Warrigal Cabbage (Tetragonia tetragonioides): Native Greens of Coastal Victoria
The Warrigal Cabbage (Tetragonia tetragonioides), commonly known as Warrigal Greens, is one of Australia’s most versatile native vegetables — a hardy, nutritious groundcover that thrives along the coasts and estuaries of Victoria. Long before European arrival, Indigenous peoples gathered its tender leaves as a seasonal green vegetable, valued for its flavour, nutritional strength, and resilience in harsh coastal conditions.

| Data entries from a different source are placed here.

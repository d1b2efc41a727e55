use super::{
    Material, MaterialStatus, Project, ProjectItem, ProjectStatus, Staff, StaffStatus,
};
use chrono::NaiveDate;

fn date(y: i32, m: u32, d: u32) -> NaiveDate {
    NaiveDate::from_ymd_opt(y, m, d).unwrap_or_default()
}

pub fn projects() -> Vec<Project> {
    vec![
        Project {
            id: "1".into(),
            name: "Chung cư Sunrise Tower".into(),
            description: "Xây dựng tòa chung cư 25 tầng tại Quận 7".into(),
            status: ProjectStatus::InProgress,
            start_date: date(2025, 1, 15),
            end_date: date(2026, 12, 31),
            progress: 45,
            assigned_staff: vec!["1".into(), "2".into(), "3".into()],
        },
        Project {
            id: "2".into(),
            name: "Nhà xưởng Bình Dương".into(),
            description: "Nhà xưởng khung thép tiền chế 5.000 m²".into(),
            status: ProjectStatus::Planning,
            start_date: date(2026, 3, 1),
            end_date: date(2026, 10, 30),
            progress: 0,
            assigned_staff: vec!["4".into()],
        },
        Project {
            id: "3".into(),
            name: "Trường tiểu học Hòa Bình".into(),
            description: "Cải tạo khu lớp học và sân trường".into(),
            status: ProjectStatus::Completed,
            start_date: date(2024, 6, 1),
            end_date: date(2024, 12, 20),
            progress: 100,
            assigned_staff: vec!["5".into()],
        },
        Project {
            id: "4".into(),
            name: "Biệt thự Thảo Điền".into(),
            description: "Hoàn thiện nội thất biệt thự 3 tầng".into(),
            status: ProjectStatus::OnHold,
            start_date: date(2024, 9, 1),
            end_date: date(2025, 6, 30),
            progress: 60,
            assigned_staff: Vec::new(),
        },
    ]
}

pub fn project_items() -> Vec<ProjectItem> {
    let item = |id: &str, project_id: &str, name: &str, status, start, end, progress| ProjectItem {
        id: id.into(),
        project_id: project_id.into(),
        name: name.into(),
        description: String::new(),
        status,
        start_date: start,
        end_date: end,
        progress,
    };
    vec![
        item("1", "1", "Thi công móng", ProjectStatus::Completed, date(2025, 1, 15), date(2025, 4, 30), 100),
        item("2", "1", "Kết cấu thân", ProjectStatus::InProgress, date(2025, 5, 1), date(2026, 3, 31), 40),
        item("3", "1", "Hoàn thiện", ProjectStatus::Planning, date(2026, 4, 1), date(2026, 12, 31), 0),
        item("4", "2", "San lấp mặt bằng", ProjectStatus::Planning, date(2026, 3, 1), date(2026, 4, 15), 0),
    ]
}

pub fn materials() -> Vec<Material> {
    let material = |id: &str, project_id: &str, name: &str, quantity, unit: &str, status| Material {
        id: id.into(),
        project_id: project_id.into(),
        name: name.into(),
        quantity,
        unit: unit.into(),
        status,
    };
    vec![
        material("1", "1", "Xi măng Portland", 1200.0, "Bao", MaterialStatus::Available),
        material("2", "1", "Thép D10", 35.0, "Tấn", MaterialStatus::Ordered),
        material("3", "1", "Cát xây dựng", 0.0, "m³", MaterialStatus::OutOfStock),
        material("4", "2", "Thép hình I200", 80.0, "Tấn", MaterialStatus::Ordered),
    ]
}

pub fn staff() -> Vec<Staff> {
    let member = |id: &str, project_id: &str, name: &str, role: &str, status| Staff {
        id: id.into(),
        project_id: project_id.into(),
        name: name.into(),
        role: role.into(),
        status,
    };
    vec![
        member("1", "1", "Nguyễn Văn An", "Chỉ huy trưởng", StaffStatus::Active),
        member("2", "1", "Trần Thị Bình", "Kỹ sư kết cấu", StaffStatus::Active),
        member("3", "1", "Lê Văn Cường", "Giám sát an toàn", StaffStatus::Inactive),
        member("4", "2", "Phạm Minh Đức", "Kỹ sư dự toán", StaffStatus::Active),
        member("5", "3", "Hoàng Thu Hà", "Kiến trúc sư", StaffStatus::Active),
    ]
}

#[cfg(test)]
mod tests {
    use super::*;

    #[test]
    fn test_resources_reference_known_projects() {
        let ids: Vec<String> = projects().into_iter().map(|p| p.id).collect();
        assert!(project_items().iter().all(|i| ids.contains(&i.project_id)));
        assert!(materials().iter().all(|m| ids.contains(&m.project_id)));
        assert!(staff().iter().all(|s| ids.contains(&s.project_id)));
    }

    #[test]
    fn test_seed_dates_are_ordered() {
        assert!(projects().iter().all(|p| p.start_date <= p.end_date));
        assert!(project_items().iter().all(|i| i.start_date <= i.end_date));
    }
}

Across Wadawurrung, Boon Wurrung, Gunaikurnai, and Gunditjmara Country, Warrigal Cabbage grew where freshwater met salt: along dunes, river mouths, and tidal flats. For thousands of years, it was harvested, cooked, and shared as part of a diverse plant diet that included murnong, sea celery, and native spinach.
After colonisation, British settlers adopted Warrigal Cabbage as a replacement for European spinach, making it the first Australian native plant to be cultivated internationally as a vegetable. Yet its Indigenous origins — and the sophisticated coastal food systems that sustained it — were rarely acknowledged.
Today, as communities revive bushfoods and coastal ecology, Warrigal Cabbage has re-emerged as both a cultural and environmental icon — a living link between ancient knowledge and modern sustainability.
Description and Distribution
Scientific name: Tetragonia tetragonioides (Pall.) Kuntze
Common names: Warrigal Cabbage, Warrigal Greens, Native Spinach
Family: Aizoaceae
Description: A sprawling groundcover with thick, triangular leaves covered in fine, water-holding crystals that glisten in sunlight. Yellow flowers appear in spring and summer, developing into angular seed pods.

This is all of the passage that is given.